Economics and politics have been closely related in defining status and development. Chester has seen periods of upward and downward swings but is currently in economic turmoil. How did things become like this? From its glorious history of industrialization and development to its present status as one of the least economically viable cities in America?
Chester was once one of the most attractive cities in which to live and work. Its location by the waterfront made it an industrial magnet and powerhouse, inviting many businesses and workers from around the country. During World War II, the city began to rise towards its climax. Factories and businesses boomed, and shipbuilding production rose exponentially, contributing greatly to residents’ income.
After the war that production declined and many families migrated away from Chester to find new jobs. The city continued to decline long after the initial exodus of its wealthier residents, to its current state now.
Chester was founded in 1644 as “Upland” and later renamed to Chester. Its location by the Delaware River made it a pivotal place for economic development. Easy access meant attractive housing, leading many settlers to populate the area. The earliest census of Chester’s population shows 1,667 residents in 1850, at the amount of 1,667.
Population continued to grow from 33,988 in 1900 to its peak of 66,039 in 1950. Economic development boomed in the early 1900s due to increasing industrial development, including factories, shipbuilding, textiles, metals output, and paper. Raw materials could be easily transported through the river, accessible from anywhere in the world.
An Industrial Powerhouse:
World War I brought Chester its first massive growth. From 1910 to 1920, the city’s population grew exponentially, from about 34,000 to 58,000. People migrated to Chester for jobs:. 62% at the time were in manufacturing.

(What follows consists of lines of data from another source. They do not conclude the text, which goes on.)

//! The text-generation capability consumed by the reasoning loop.
//!
//! A [`TextGenerator`] turns one [`GenerationRequest`] into an ordered stream of
//! [`StreamedChunk`]s. The loop does not care which provider sits behind it; it only
//! needs two interchangeable instruction pairs (planning and revision) and the chunk
//! semantics documented on [`TextAccumulator`](crate::chunk::TextAccumulator).
//!
//! # Example: a canned generator
//!
//! ```rust
//! use async_trait::async_trait;
//! use cloudllm_reasoning::chunk::StreamedChunk;
//! use cloudllm_reasoning::generator::{chunks_to_stream, ChunkStream, GenerationRequest, TextGenerator};
//! use cloudllm_reasoning::ReasoningResult;
//!
//! struct AlwaysPasses;
//!
//! #[async_trait(?Send)]
//! impl TextGenerator for AlwaysPasses {
//!     async fn generate(&self, _request: GenerationRequest) -> ReasoningResult<ChunkStream> {
//!         Ok(chunks_to_stream(vec![Ok(StreamedChunk::complete("Verification passed."))]))
//!     }
//! }
//! ```

use crate::reasoning::chunk::StreamedChunk;
use crate::reasoning::error::ReasoningResult;
use async_trait::async_trait;
use futures_util::Stream;
use std::fmt;
use std::pin::Pin;

/// Ordered chunk stream for one round. Like provider streams, it may not be `Send` and is
/// consumed on the task that requested it.
pub type ChunkStream = Pin<Box<dyn Stream<Item = ReasoningResult<StreamedChunk>>>>;

/// Which instruction pair a round uses.
#[derive(Debug, Clone, Copy, PartialEq, Eq)]
pub enum RoundKind {
    /// Round 1: propose the reasoning.
    Planning,
    /// Rounds 2..: validate (and possibly correct) the previous reasoning.
    Revision,
}

impl RoundKind {
    /// Kind of the given 1-based round.
    pub fn for_round(round: usize) -> Self {
        if round <= 1 {
            RoundKind::Planning
        } else {
            RoundKind::Revision
        }
    }
}

impl fmt::Display for RoundKind {
    fn fmt(&self, f: &mut fmt::Formatter<'_>) -> fmt::Result {
        match self {
            RoundKind::Planning => write!(f, "planning"),
            RoundKind::Revision => write!(f, "revision"),
        }
    }
}

/// System + user instruction blocks for one request.
///
/// The system block holds content that does not change across rounds of the same kind so
/// providers with prompt caching can reuse it.
#[derive(Debug, Clone, PartialEq, Eq)]
pub struct InstructionPair {
    pub system: String,
    pub user: String,
}

impl InstructionPair {
    pub fn new(system: impl Into<String>, user: impl Into<String>) -> Self {
        Self {
            system: system.into(),
            user: user.into(),
        }
    }
}

/// Everything a generator receives for one round.
#[derive(Debug, Clone)]
pub struct GenerationRequest {
    /// 1-based round index.
    pub round: usize,
    /// Planning for round 1, revision afterwards.
    pub kind: RoundKind,
    /// Instructions assembled by the [`InstructionBuilder`](crate::instructions::InstructionBuilder).
    pub instructions: InstructionPair,
    /// Marker-free reasoning under validation; `None` for the planning round.
    pub previous_reasoning: Option<String>,
}

/// Interface to a streaming text-generation backend.
#[async_trait(?Send)]
pub trait TextGenerator: Send + Sync {
    /// Start a round and return its chunk stream.
    ///
    /// Errors returned here, or yielded by the stream, are propagated to the loop's caller
    /// unchanged. Dropping the returned stream must cancel the underlying request.
    async fn generate(&self, request: GenerationRequest) -> ReasoningResult<ChunkStream>;
}

/// Wrap pre-computed chunk results into a [`ChunkStream`].
pub fn chunks_to_stream(chunks: Vec<ReasoningResult<StreamedChunk>>) -> ChunkStream {
    Box::pin(futures_util::stream::iter(chunks))
}
// src/reasoning/mod.rs

pub mod chunk;
pub mod clients;
pub mod config;
pub mod controller;
pub mod error;
pub mod event;
pub mod generator;
pub mod instructions;
pub mod memory;
pub mod rewriter;
pub mod session;
pub mod signal;

// Export the loop itself so callers can write reasoning::ReasoningLoop.
pub use controller::ReasoningLoop;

Communities prospered. YMCAs, parks, and nightclubs flourished, and businesses boomed. It is important to know that Chester had high economic inequality between the higher income and lower income class. However, it was socially homogeneous. Many factory and business owners lived and spent time in the same entertainment venues, communities, and stores as everybody else. Thus, much of the wealth in the economy stayed within, as money spent by the upper class went mostly to the lower classes, and creating a recycled of wealth.
From the end of World War I to the beginning of World War II, the economy had stabilized from its previous state of high growth. However, it again increased, with Chester experiencing its second growth period during World War II. Again, manufacturing increased massively, including Baldwin Locomotive works, Wetherill Steel and Boilermakers, Congoleum-Nairn, Aberfoyles Textiles, Eddystone Print Works, Scott Paper Company, Belmont Iron Works, Fahey Tobacco Co., American Steel Foundries, Crew Levick Oil, Crown Smelting, Fields Brick, The American Viscose Company, Hetzel and Ford Motor Company.

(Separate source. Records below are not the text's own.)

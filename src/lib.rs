//! # CloudLLM Reasoning
//!
//! A self-verifying reasoning loop for LLM agents. Before an agent commits to a plan, the
//! loop asks a model to reason about the request, then repeatedly asks it to check that
//! reasoning against the available tools and context until the model confirms it or a
//! round budget runs out.
//!
//! The crate provides:
//!
//! * **Round control**: [`ReasoningLoop`] drives one planning round followed by bounded
//!   revision rounds, and exposes the verified (or best-effort) reasoning as a [`LoopResult`]
//! * **Streaming**: every round is streamed to the caller as [`StreamedChunk`]s while it
//!   is produced; protocol markers are rewritten out of the stream in place
//! * **Signal parsing**: [`signal`] recognizes the "ready", "needs revision" and
//!   "verification passed" markers on the last line of a round
//! * **Provider flexibility**: anything implementing [`TextGenerator`] can drive the loop;
//!   [`clients::openai::OpenAIGenerator`] covers OpenAI compatible endpoints
//! * **Observability**: [`ReasoningEvent`]s delivered to an [`EventHandler`], plus `log`
//!   output controlled through `RUST_LOG`
//!
//! ## Getting Started
//!
//! ```rust,no_run
//! use std::sync::Arc;
//! use futures_util::StreamExt;
//! use cloudllm_reasoning::clients::openai::OpenAIGenerator;
//! use cloudllm_reasoning::{ReasoningConfig, ReasoningLoop, SessionParameters};
//!
//! #[tokio::main]
//! async fn main() -> Result<(), Box<dyn std::error::Error + Send + Sync>> {
//!     cloudllm_reasoning::init_logger();
//!
//!     let generator = Arc::new(OpenAIGenerator::new(
//!         &std::env::var("OPEN_AI_SECRET")?,
//!         "gpt-4.1-mini",
//!     ));
//!     let mut reasoning = ReasoningLoop::new(generator)
//!         .with_config(ReasoningConfig::default().with_max_rounds(4));
//!
//!     reasoning.configure(SessionParameters::new(
//!         "http_client: GET/POST JSON APIs",
//!         "README.md (2 KB)",
//!         "fetch the weather",
//!         "Fetch today's weather for Lisbon from a public JSON API",
//!     ))?;
//!
//!     {
//!         let mut stream = reasoning.run();
//!         while let Some(chunk) = stream.next().await {
//!             let chunk = chunk?;
//!             if chunk.partial {
//!                 continue;
//!             }
//!             if let Some(text) = chunk.text {
//!                 println!("{}", text);
//!             }
//!         }
//!     }
//!
//!     println!("\n---\n{}", reasoning.reasoning().unwrap_or_default());
//!     Ok(())
//! }
//! ```

use std::sync::Once;

static INIT_LOGGER: Once = Once::new();

/// Initialise the global [`env_logger`] subscriber exactly once.
///
/// Applications embedding the reasoning loop can opt in to `RUST_LOG` driven diagnostics
/// without choosing a logging backend upfront.
///
/// ```rust
/// cloudllm_reasoning::init_logger();
/// log::info!("Logger is ready");
/// ```
pub fn init_logger() {
    INIT_LOGGER.call_once(|| {
        let _ = env_logger::try_init();
    });
}

// Import the top-level `reasoning` module.
pub mod reasoning;

// Re-exporting key items for easier external access.
pub use reasoning::chunk;
pub use reasoning::chunk::{ChunkMetadata, StreamedChunk, TextAccumulator};
pub use reasoning::clients;
pub use reasoning::config;
pub use reasoning::config::ReasoningConfig;
pub use reasoning::controller;
pub use reasoning::controller::{LoopOutcome, LoopResult, ReasoningLoop, ReasoningStream};
pub use reasoning::error;
pub use reasoning::error::{BoxError, GenerationError, ReasoningError, ReasoningResult};
pub use reasoning::event;
pub use reasoning::event::{EventHandler, ReasoningEvent, RewriteReason};
pub use reasoning::generator;
pub use reasoning::generator::{
    ChunkStream, GenerationRequest, InstructionPair, RoundKind, TextGenerator,
};
pub use reasoning::instructions;
pub use reasoning::instructions::{DefaultInstructions, InstructionBuilder};
pub use reasoning::memory;
pub use reasoning::memory::{MemoryReader, MemorySnippet, NoopMemory};
pub use reasoning::rewriter;
pub use reasoning::session;
pub use reasoning::session::SessionParameters;
pub use reasoning::signal;
pub use reasoning::signal::{MarkerSet, Signal};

During and after World War II, the mindset of business owners shifted from manufacturing to management, where they mainly aimed to maximize profits. They branched out beyond Delaware County, which contains the city of Chester, and found no need to headquarter or stay locally. As the suburbs were created, many upper and middle class families moved away from Chester into nearby wealthier communities. As a result, the social homogeneity dissolved and the recycling of wealth was broken.

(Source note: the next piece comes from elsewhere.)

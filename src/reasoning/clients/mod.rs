//! Provider specific [`TextGenerator`](crate::generator::TextGenerator) implementations.

pub mod openai;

Economically and in demographically, Chester was in a free fall. People with money were leaving the city. Population peaked during the 1950s at 66,039, but has dropped to the present-day levels of 33,972 in 2010.
After the Climax:
(source: Chester Digital)
Chester continued to struggle. Although many nearby communities are very wealthy, Chester and its problems were insulated. Recently, a few large development projects in the city have given the residents hope of regaining the once-booming economy. Many renovations, including homes and business districts improvements, indicate investment in the city.